はじめに:退職金とiDeCoで“損する”人が増える?
2027年から導入される「退職所得控除の10年ルール」が静かに話題になっています。これ、実はFIRE(早期リタイア)を目指す人だけじゃなく、大企業のサラリーマンにも関係ある改正なんです。
今までのルール:「5年ルール」とは?
もともと、退職金やiDeCoを一時金で受け取る際には、「退職所得控除」が適用され、一定額までは非課税になります。
ただし、退職金とiDeCoの一時金を5年以内に受け取ると、後に受け取る方の控除額が減ってしまう、という“5年ルール”が存在していました。
この制度の目的は、控除枠を「二重取り」する節税テクニックを防ぐことにありました。
2027年からの「10年ルール」とは?
今後はこの5年ルールが「10年ルール」に延長されます。
つまり、iDeCoの一時金を60歳で受け取った場合、退職金の控除をフルで使いたければ70歳まで待たないといけなくなります。
「60歳以降に退職金をもらうケースなんてあるの?」と思うかもしれませんが、実は意外とあります。
FIRE民だけじゃない!大企業サラリーマンこそ要注意
これまで「iDeCoの受取タイミングを工夫すれば節税できる」というノウハウは、FIRE層の裏技として知られていました。
ところが最近では、大企業に勤める人にも関係してくることが分かってきました。
というのも、企業年金(確定給付年金=DB)には「退職時ではなく、60歳以降に一時金または年金として受け取る」パターンが存在するからです。
たとえば、以下のようなパターンは要注意:
- iDeCoを60歳で一時金受取
- 企業年金(退職金)を65歳で一時金受取
この順番だと「iDeCo→退職金」の流れとなり、ちょうど10年ルールに該当してしまいます。
控除枠の重複が認められず、退職金の非課税枠が減り、課税対象が発生する可能性があります。
そもそも退職所得控除ってどれくらい?
退職所得控除の目安は以下の通り:
- 勤続20年まで:40万円 × 勤続年数
- 21年目以降:70万円 ×(勤続年数−20年)+800万円
たとえば38年勤務した場合:
→ 800万円 + 70万円 ×(38−20)= 2,060万円が非課税に。
これを超えると、課税対象になります。
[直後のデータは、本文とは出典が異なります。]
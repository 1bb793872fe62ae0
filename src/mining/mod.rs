//! Mining Module
//!
//! Discovers frequent itemsets in per-user item histories and turns them into
//! association rules.
//!
//! ## Pipeline
//!
//! 1. **Transactions** - Per-user histories, deduplicated into canonical itemsets
//! 2. **PatternMiner** - Level-wise (Apriori) search for itemsets meeting `min_support`
//! 3. **RuleGenerator** - Antecedent/consequent splits meeting `min_confidence`,
//!    scored with confidence and lift
//!
//! ## Measures
//!
//! - Support: `count / total` transactions containing the itemset
//! - Confidence: `support(A ∪ C) / support(A)`
//! - Lift: `support(A ∪ C) / (support(A) × support(C))`
//!
//! # Example
//!
//! ```
//! use cooccur::mining::{PatternMiner, RuleGenerator, TransactionSet};
//! use cooccur::config::MiningConfig;
//!
//! let transactions = TransactionSet::from_transactions(vec![
//!     vec!["Alien", "Aliens"],
//!     vec!["Alien", "Aliens", "Heat"],
//!     vec!["Alien"],
//!     vec!["Aliens", "Heat"],
//! ]);
//!
//! let config = MiningConfig::new(0.5, 0.5)?;
//! let frequent = PatternMiner::new(config).discover(&transactions)?;
//! let rules = RuleGenerator::new(config).generate(&frequent, &transactions)?;
//!
//! for rule in &rules {
//!     println!("{} => {} (conf={:.2}, lift={:.2})",
//!         rule.antecedent, rule.consequent, rule.confidence, rule.lift);
//! }
//! # Ok::<(), cooccur::Error>(())
//! ```

pub mod itemset;
pub mod metrics;
pub mod miner;
pub mod rules;
pub mod transactions;

pub use itemset::Itemset;
pub use metrics::MiningMetrics;
pub use miner::{FrequentItemset, PatternMiner};
pub use rules::{Rule, RuleGenerator};
pub use transactions::{Support, TransactionSet};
たとえば退職金+iDeCo一時金が2,500万円だった場合、440万円が課税対象です。
iDeCoは年金じゃないの?なんで退職金と同じ扱い?
iDeCoは老後資金として積み立てる制度ですが、「一括受取」を選択すると、税法上「退職所得」として扱われます。
つまり、「年金として分割で受け取る場合」は雑所得扱いですが、「一時金で受け取るとき」は退職金と同じく退職所得控除が適用されるのです。
この仕組みが、退職金との控除枠の“競合”を生んでいます。
なぜ二重取りができたのか?
本来、退職所得控除は“人生で1回きり”という前提に近い制度でした。
しかし、制度上は「20年以上あければ再度退職控除を受けられる」という仕組みがあり、それを活用すれば複数回の控除が可能でした。
そこにiDeCoが登場。
順番や時期をうまく調整すれば、“合法的に控除枠を2回使える”というスキームが一部で活用されていたのです。
政府はこの抜け道を封じるために、5年ルールから10年ルールへと強化しました。
この制度改正で得する人・損する人
損する可能性がある人:
- iDeCoを60歳で一時金受け取り
- 退職金を65歳以降に受け取る予定のFIRE民
- 企業年金(DB)を後から一括でもらう大企業勤務の人
影響を受けない人:
- iDeCoと退職金を同一年内に受け取る人
- 退職金 → iDeCoの順で受け取る人(ただし20年空けないと控除枠は別扱いにならない)
- 合計金額が控除枠に収まる人
まとめ:退職金とiDeCoの“順番”と“時期”がカギ
結論としては:
- 退職所得控除の枠を最大限活用したければ、受取順と時期に注意!
- iDeCoを先に受け取るなら、退職金の受け取りは10年後にする必要あり
- 現実的には、同時期 or 退職金→iDeCoの順で受け取る方が安全
FIREを目指す人も、企業年金のある人も、制度の落とし穴にハマらないようにしっかりとシミュレーションしておきましょう。
※個別の税務判断については、税理士等の専門家にご相談ください。